Problem statement ::
After locating "if decompressed == original_data" in the listing below, copy that line and each one after it exactly, ending with the line that has "let mut x: u32 = 0x12345678;".

= = = =

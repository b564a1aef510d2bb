//! ExPlayer command-line front end
//!
//! Configuration loading, file intake and text rendering shared by the
//! `explayer` binary.

pub mod config;
pub mod display;
pub mod error;
pub mod files;

pub use config::PlayerSettings;
pub use error::{CliError, Result};
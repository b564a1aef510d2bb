//! Playlist model
//!
//! Ordered tracks, the favorites relation and the current index. This is the
//! in-memory source of truth during a session; persistence is driven by the
//! [`Player`](crate::Player) after each mutation.
//!
//! Invariants kept by every method:
//! - every favorite id names a track in the playlist
//! - the current index is valid when the playlist is non-empty, `None` otherwise

use crate::error::{PlaybackError, Result};
use explayer_core::{Track, TrackId};
use std::collections::BTreeSet;

/// A track taken out of the playlist
#[derive(Debug, Clone)]
pub struct RemovedTrack {
    pub track: Track,
    /// Position it had before removal
    pub index: usize,
    /// Whether it was the current track
    pub was_current: bool,
}

/// In-memory playlist with favorites
#[derive(Debug, Clone, Default)]
pub struct PlaylistModel {
    tracks: Vec<Track>,
    favorites: BTreeSet<TrackId>,
    current: Option<usize>,
}

impl PlaylistModel {
    pub fn new() -> Self {
        Self::default()
    }

    /// Build a playlist from restored parts
    ///
    /// Favorites that name no track are dropped; an out-of-range index is
    /// clamped to the last track.
    pub fn from_parts(
        tracks: Vec<Track>,
        favorites: impl IntoIterator<Item = TrackId>,
        current: Option<usize>,
    ) -> Self {
        let favorites = favorites
            .into_iter()
            .filter(|id| tracks.iter().any(|t| &t.id == id))
            .collect();

        let current = if tracks.is_empty() {
            None
        } else {
            Some(current.unwrap_or(0).min(tracks.len() - 1))
        };

        Self {
            tracks,
            favorites,
            current,
        }
    }

    // ===== Tracks =====

    pub fn tracks(&self) -> &[Track] {
        &self.tracks
    }

    pub fn len(&self) -> usize {
        self.tracks.len()
    }

    pub fn is_empty(&self) -> bool {
        self.tracks.is_empty()
    }

    pub fn get(&self, index: usize) -> Option<&Track> {
        self.tracks.get(index)
    }

    pub fn get_by_id(&self, id: &TrackId) -> Option<&Track> {
        self.tracks.iter().find(|t| &t.id == id)
    }

    /// Index of the track with this id
    pub fn position_of(&self, id: &TrackId) -> Option<usize> {
        self.tracks.iter().position(|t| &t.id == id)
    }

    pub fn contains(&self, id: &TrackId) -> bool {
        self.position_of(id).is_some()
    }

    /// Append a track, returning its index
    ///
    /// The first track added to an empty playlist becomes current.
    pub fn add(&mut self, track: Track) -> usize {
        self.tracks.push(track);
        if self.current.is_none() {
            self.current = Some(0);
        }
        self.tracks.len() - 1
    }

    /// Remove a track and its favorite mark
    ///
    /// Returns `None` if the id is not in the playlist. When the removed
    /// index precedes the current one, the current index shifts down so it
    /// keeps naming the same track; when it is the current one, the index
    /// stays put and is clamped.
    pub fn remove(&mut self, id: &TrackId) -> Option<RemovedTrack> {
        let index = self.position_of(id)?;
        let track = self.tracks.remove(index);
        self.favorites.remove(id);

        let was_current = self.current == Some(index);
        self.current = match self.current {
            _ if self.tracks.is_empty() => None,
            Some(current) if index < current => Some(current - 1),
            Some(current) => Some(current.min(self.tracks.len() - 1)),
            None => Some(0),
        };

        Some(RemovedTrack {
            track,
            index,
            was_current,
        })
    }

    /// Record a resolved duration, returning the updated track
    pub fn set_duration(&mut self, id: &TrackId, seconds: f64) -> Option<&Track> {
        let track = self.tracks.iter_mut().find(|t| &t.id == id)?;
        track.duration = seconds;
        Some(track)
    }

    /// Drop every track and favorite
    pub fn clear(&mut self) {
        self.tracks.clear();
        self.favorites.clear();
        self.current = None;
    }

    // ===== Current track =====

    pub fn current_index(&self) -> Option<usize> {
        self.current
    }

    pub fn current(&self) -> Option<&Track> {
        self.current.and_then(|i| self.tracks.get(i))
    }

    /// Make `index` the current track
    pub fn select(&mut self, index: usize) -> Result<()> {
        if index >= self.tracks.len() {
            return Err(PlaybackError::IndexOutOfBounds(index));
        }
        self.current = Some(index);
        Ok(())
    }

    // ===== Favorites =====

    /// Flip favorite membership
    ///
    /// Returns the new membership, or `None` (and changes nothing) when the
    /// id is not in the playlist.
    pub fn toggle_favorite(&mut self, id: &TrackId) -> Option<bool> {
        if !self.contains(id) {
            return None;
        }

        if self.favorites.remove(id) {
            Some(false)
        } else {
            self.favorites.insert(id.clone());
            Some(true)
        }
    }

    pub fn is_favorite(&self, id: &TrackId) -> bool {
        self.favorites.contains(id)
    }

    /// Favorite ids, sorted
    pub fn favorites(&self) -> impl Iterator<Item = &TrackId> {
        self.favorites.iter()
    }

    pub fn favorite_count(&self) -> usize {
        self.favorites.len()
    }

    /// Favorite tracks in playlist order
    pub fn favorite_tracks(&self) -> Vec<&Track> {
        self.tracks
            .iter()
            .filter(|t| self.favorites.contains(&t.id))
            .collect()
    }
}
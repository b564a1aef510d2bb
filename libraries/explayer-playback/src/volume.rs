//! Volume control with linear scaling
//!
//! The level is a 0-100 percentage; the gain handed to the media output is
//! `level / 100`, or 0 while muted.

/// Volume controller
#[derive(Debug, Clone)]
pub struct Volume {
    /// Volume level (0-100)
    level: u8,

    /// Mute state (preserves volume level)
    muted: bool,
}

impl Volume {
    /// Create new volume controller, clamping `level` to 100
    pub fn new(level: u8) -> Self {
        Self {
            level: level.min(100),
            muted: false,
        }
    }

    /// Set volume level (0-100)
    pub fn set_level(&mut self, level: u8) {
        self.level = level.min(100);
    }

    /// Get current volume level (0-100)
    pub fn level(&self) -> u8 {
        self.level
    }

    pub fn mute(&mut self) {
        self.muted = true;
    }

    pub fn unmute(&mut self) {
        self.muted = false;
    }

    pub fn toggle_mute(&mut self) {
        self.muted = !self.muted;
    }

    pub fn is_muted(&self) -> bool {
        self.muted
    }

    /// Linear gain for the media output
    pub fn gain(&self) -> f32 {
        if self.muted {
            0.0
        } else {
            f32::from(self.level) / 100.0
        }
    }
}

impl Default for Volume {
    fn default() -> Self {
        Self::new(100)
    }
}
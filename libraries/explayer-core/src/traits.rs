/// Core traits for ExPlayer storage backends
use crate::error::Result;
use crate::types::{Track, TrackId};
use async_trait::async_trait;

/// Durable track storage
///
/// The authoritative record of imported tracks, surviving restarts. Every
/// operation is asynchronous; a track is only durable once the returned
/// future has completed successfully.
#[async_trait]
pub trait TrackStore: Send + Sync {
    /// Insert or replace a track, keyed by its id
    ///
    /// # Errors
    /// Returns `ExError::Storage` if the write fails
    async fn put(&self, track: &Track) -> Result<()>;

    /// Read every stored track, in id order
    ///
    /// Each call re-reads the store.
    ///
    /// # Errors
    /// Returns `ExError::Storage` if the read fails
    async fn get_all(&self) -> Result<Vec<Track>>;

    /// Delete a track by id (no-op if absent)
    ///
    /// # Errors
    /// Returns `ExError::Storage` if the delete fails
    async fn delete(&self, id: &TrackId) -> Result<()>;
}

/// Synchronous string key-value storage
///
/// Values are small and written whole. A write is visible to the next read.
pub trait KeyValueStore: Send {
    /// Read a value
    fn get_item(&self, key: &str) -> Result<Option<String>>;

    /// Write a value, replacing any previous one
    fn set_item(&mut self, key: &str, value: &str) -> Result<()>;

    /// Remove a value (no-op if absent)
    fn remove_item(&mut self, key: &str) -> Result<()>;
}
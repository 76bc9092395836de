// Copyright 2024 Karpeles Lab Inc.
// Property-based tests using proptest

use lz4k::{
    decode, decode_delta, encode, encode_delta, max_encoded_len, update_delta_state, EncodeState,
    Error,
};
use proptest::prelude::*;

fn compress(data: &[u8]) -> Result<Vec<u8>, Error> {
    let mut dst = vec![0u8; max_encoded_len(data.len())?];
    let n = encode(&mut EncodeState::new(), data, &mut dst, 0)?;
    dst.truncate(n);
    Ok(dst)
}

proptest! {
    #[test]
    fn prop_roundtrip_runs(runs in prop::collection::vec((0u8..4, 1usize..40), 1..1500)) {
        let data: Vec<u8> = runs.iter().flat_map(|&(b, n)| std::iter::repeat(b).take(n)).collect();
        prop_assume!(data.len() <= 65540);

        match compress(&data) {
            Ok(compressed) => {
                let mut out = vec![0u8; data.len()];
                prop_assert_eq!(decode(&compressed, &mut out), Ok(data.len()));
                prop_assert_eq!(data, out);
            }
            // short inputs may not beat the gain threshold
            Err(Error::Incompressible) => prop_assert!(data.len() < 2000),
            Err(e) => prop_assert!(false, "unexpected error {:?}", e),
        }
    }

    #[test]
    fn prop_roundtrip_any(data in prop::collection::vec(any::<u8>(), 0..66_000)) {
        match compress(&data) {
            Ok(compressed) => {
                let mut out = vec![0u8; data.len()];
                prop_assert_eq!(decode(&compressed, &mut out), Ok(data.len()));
                prop_assert_eq!(data, out);
            }
            Err(Error::Incompressible) => {}
            Err(Error::Failed) => prop_assert!(data.len() > 65540),
            Err(e) => prop_assert!(false, "unexpected error {:?}", e),
        }
    }

    #[test]
    fn prop_compression_of_repeats(chunk in prop::collection::vec(any::<u8>(), 100..1000), times in 4usize..16) {
        let repeated = chunk.repeat(times);
        prop_assume!(repeated.len() <= 65540);

        let compressed = compress(&repeated).expect("encode failed");
        prop_assert!(compressed.len() < repeated.len() / 2);

        let mut out = vec![0u8; repeated.len()];
        prop_assert_eq!(decode(&compressed, &mut out), Ok(repeated.len()));
        prop_assert_eq!(repeated, out);
    }

    #[test]
    fn prop_all_same_byte(byte: u8, size in 65usize..65540) {
        let data = vec![byte; size];
        let compressed = compress(&data).expect("encode failed");
        prop_assert!(compressed.len() < 300);

        let mut out = vec![0u8; size];
        prop_assert_eq!(decode(&compressed, &mut out), Ok(size));
        prop_assert_eq!(data, out);
    }

    #[test]
    fn prop_output_capacity_respected(data in prop::collection::vec(0u8..16, 200..5000), cap in 65usize..6000) {
        let mut dst = vec![0xeeu8; cap + 64];
        match encode(&mut EncodeState::new(), &data, &mut dst[..cap], 0) {
            Ok(n) => {
                prop_assert!(n <= cap);
                let mut out = vec![0u8; data.len()];
                prop_assert_eq!(decode(&dst[..n], &mut out), Ok(data.len()));
                prop_assert_eq!(&data, &out);
            }
            Err(e) => prop_assert!(matches!(e, Error::Incompressible | Error::WriteError | Error::Failed)),
        }
        prop_assert!(dst[cap..].iter().all(|&b| b == 0xee));
    }

    #[test]
    fn prop_decode_never_panics(data in prop::collection::vec(any::<u8>(), 0..10_000), cap in 0usize..20_000) {
        // Decoding arbitrary data should never panic - just return error or success
        let mut out = vec![0u8; cap];
        if let Ok(n) = decode(&data, &mut out) {
            prop_assert!(n <= cap);
        }
    }

    #[test]
    fn prop_delta_roundtrip(
        dict in prop::collection::vec(0u8..8, 16..3000),
        next in prop::collection::vec(0u8..8, 1..3000),
    ) {
        let mut state = EncodeState::new();
        update_delta_state(&mut state, &dict, 0).expect("prime failed");

        let mut window = dict.clone();
        window.extend_from_slice(&next);
        let mut dst = vec![0u8; next.len() * 2 + 64];
        let n = encode_delta(&mut state, &window, dict.len(), &mut dst).expect("encode_delta failed");

        let mut out = dict.clone();
        out.resize(window.len(), 0);
        prop_assert_eq!(decode_delta(&dst[..n], &mut out, dict.len()), Ok(next.len()));
        prop_assert_eq!(window, out);
    }
}
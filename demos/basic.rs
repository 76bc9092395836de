// Copyright 2024 Karpeles Lab Inc.
// Example of basic LZ4K page compression/decompression

use lz4k::{BlockClass, Decoder, Dict, Encoder, Error};

fn main() {
    let original_data = b"Hello, World! This is a test of LZ4K compression. \
                          LZ4K compresses single memory pages so that a swap \
                          device can keep more of them in RAM. Hello, World!"
        .repeat(20);

    println!("Original data: {} bytes", original_data.len());

    let mut encoder = Encoder::new();
    let decoder = Decoder::new();

    // Page compression
    match encoder.encode_to_vec(&original_data) {
        Ok(compressed) => {
            let class = BlockClass::from_header(compressed[0]);
            println!("Compressed: {} bytes ({:?})", compressed.len(), class);
            println!(
                "  Ratio: {:.2}%\n",
                (compressed.len() as f64 / original_data.len() as f64) * 100.0
            );

            match decoder.decode_to_vec(&compressed) {
                Ok(decompressed) => {
                    println!("Decompression successful!");
                    println!("Decompressed: {} bytes", decompressed.len());

                    if decompressed == original_data {
                        println!("✓ Data matches original!");
                    } else {
                        println!("✗ Data mismatch!");
                    }
                }
                Err(e) => eprintln!("Decompression error: {}", e),
            }
        }
        Err(e) => eprintln!("Compression error: {}", e),
    }

    // A zero page shrinks to a handful of bytes
    println!("\n--- Zero Page ---");
    let zero_page = vec![0u8; 4096];
    if let Ok(compressed) = encoder.encode_to_vec(&zero_page) {
        println!("Original: {} bytes", zero_page.len());
        println!("Compressed: {} bytes", compressed.len());
    }

    // Random data is reported as incompressible, which is not a failure
    println!("\n--- Incompressible Data ---");
    let mut x: u32 = 0x12345678;
    let noise: Vec<u8> = (0..4096)
        .map(|_| {
            x ^= x << 13;
            x ^= x >> 17;
            x ^= x << 5;
            x as u8
        })
        .collect();
    match encoder.encode_to_vec(&noise) {
        Ok(compressed) => println!("Compressed: {} bytes", compressed.len()),
        Err(Error::Incompressible) => println!("Page is incompressible, store it as is"),
        Err(e) => eprintln!("Compression error: {}", e),
    }

    // Soft limit: give up once the block would not save enough space
    println!("\n--- Soft Limit ---");
    let mut strict = Encoder::new().with_soft_limit(1024);
    match strict.encode_to_vec(&noise) {
        Ok(compressed) => println!("Compressed under the limit: {} bytes", compressed.len()),
        Err(e) => println!("Gave up early: {}", e),
    }

    // Dictionary compression
    println!("\n--- Dictionary ---");
    let dict_data = b"GET /api/v1/users HTTP/1.1\r\nHost: example.com\r\nAccept: application/json\r\n\r\n"
        .repeat(4);
    if let Some(mut dict) = Dict::new(&dict_data) {
        let request = b"GET /api/v1/users/42 HTTP/1.1\r\nHost: example.com\r\nAccept: application/json\r\n\r\n";
        let mut compressed = vec![0u8; 256];
        match dict.encode(request, &mut compressed) {
            Ok(n) => {
                println!("Request: {} bytes, with dictionary: {} bytes", request.len(), n);
                let mut out = vec![0u8; request.len()];
                if dict.decode(&compressed[..n], &mut out) == Ok(request.len()) && out == request[..] {
                    println!("✓ Dictionary round trip matches!");
                }
            }
            Err(e) => eprintln!("Dictionary compression error: {}", e),
        }
    }
}
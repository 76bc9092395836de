// Copyright 2024 Karpeles Lab Inc.
// Based on the LZ4K compression format by Huawei Technologies
// Use of this source code is governed by a BSD-style
// license that can be found in the LICENSE file.

/// Largest value of a single escape-length byte; a byte equal to this
/// continues the chain.
pub const BYTE_MAX: usize = 255;

/// Shortest repeat the format can express. Repeat lengths are stored minus this.
pub const REPEAT_MIN: usize = 4;

/// Size of a record tag in bytes
pub const TAG_BYTES: usize = 3;

/// Size of a record tag in bits
pub const TAG_BITS: u32 = (TAG_BYTES * 8) as u32;

/// log2 of the smallest block class (4KB)
pub const BLOCK_LOG2_MIN: u32 = 12;

/// log2 of the largest block class (64KB)
pub const BLOCK_LOG2_MAX: u32 = 16;

/// Copy quantum for literal runs
pub const NR_COPY_LOG2: u32 = 4;
pub const NR_COPY_MIN: usize = 1 << NR_COPY_LOG2;

/// Copy quantum for repeats
pub const R_COPY_MIN: usize = 16;

/// Headroom the decoder needs past a repeat to use paired bulk copies
pub const R_COPY_SAFE_2X: usize = (R_COPY_MIN << 1) - 1;

/// Hash table width in bits
pub const HT_LOG2: u32 = 12;

/// Number of hash table slots
pub const HT_SIZE: usize = 1 << HT_LOG2;

/// Match-finder skip acceleration. The step grows by one every
/// `1 << STEP_LOG2` misses.
pub const STEP_LOG2: u32 = 5;

/// Never bother compressing fewer than this many bytes
pub const GAIN_MIN: usize = 64;

/// Format revision reported by [`crate::version`]
pub const VERSION: &str = "2020.07.07";
#![no_main]

use libfuzzer_sys::fuzz_target;
use lz4k::{decode, encode, max_encoded_len, EncodeState, Error};

fuzz_target!(|data: &[u8]| {
    let Ok(bound) = max_encoded_len(data.len()) else {
        return;
    };

    let mut state = EncodeState::new();
    let mut compressed = vec![0u8; bound];
    let n = match encode(&mut state, data, &mut compressed, 0) {
        Ok(n) => n,
        Err(Error::Incompressible) => return,
        Err(e) => panic!("encode failed: {}", e),
    };

    let mut out = vec![0u8; data.len()];
    assert_eq!(decode(&compressed[..n], &mut out), Ok(data.len()));
    assert_eq!(data, &out[..], "roundtrip failed");

    // a tight output buffer must fail cleanly or produce the same block
    let mut tight = vec![0u8; data.len()];
    if let Ok(m) = encode(&mut state, data, &mut tight, 0) {
        assert_eq!(&tight[..m], &compressed[..n]);
    }
});
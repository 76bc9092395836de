// Copyright 2024 Karpeles Lab Inc.
// Based on the LZ4K compression format by Huawei Technologies
// Use of this source code is governed by a BSD-style
// license that can be found in the LICENSE file.

/// Load a u32 from the slice at the given offset
#[inline(always)]
pub fn load32(data: &[u8], offset: usize) -> u32 {
    u32::from_le_bytes([
        data[offset],
        data[offset + 1],
        data[offset + 2],
        data[offset + 3],
    ])
}

/// Load a u64 from the slice at the given offset
#[inline(always)]
pub fn load64(data: &[u8], offset: usize) -> u64 {
    u64::from_le_bytes([
        data[offset],
        data[offset + 1],
        data[offset + 2],
        data[offset + 3],
        data[offset + 4],
        data[offset + 5],
        data[offset + 6],
        data[offset + 7],
    ])
}

/// True if the four bytes at `a` and `b` are equal
#[inline(always)]
pub fn equal4(data: &[u8], a: usize, b: usize) -> bool {
    load32(data, a) == load32(data, b)
}

/// Hash function for the low 6 bytes of `u`
#[inline(always)]
pub fn hash6(u: u64, bits: u32) -> usize {
    const PRIME_6_BYTES: u64 = 227718039650203;
    ((u << 16).wrapping_mul(PRIME_6_BYTES) >> (64 - bits)) as usize
}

= = = =

Completed exercise ::
                    if decompressed == original_data {
                        println!("✓ Data matches original!");
                    } else {
                        println!("✗ Data mismatch!");
                    }
                }
                Err(e) => eprintln!("Decompression error: {}", e),
            }
        }
        Err(e) => eprintln!("Compression error: {}", e),
    }

    // A zero page shrinks to a handful of bytes
    println!("\n--- Zero Page ---");
    let zero_page = vec![0u8; 4096];
    if let Ok(compressed) = encoder.encode_to_vec(&zero_page) {
        println!("Original: {} bytes", zero_page.len());
        println!("Compressed: {} bytes", compressed.len());
    }

    // Random data is reported as incompressible, which is not a failure
    println!("\n--- Incompressible Data ---");
    let mut x: u32 = 0x12345678;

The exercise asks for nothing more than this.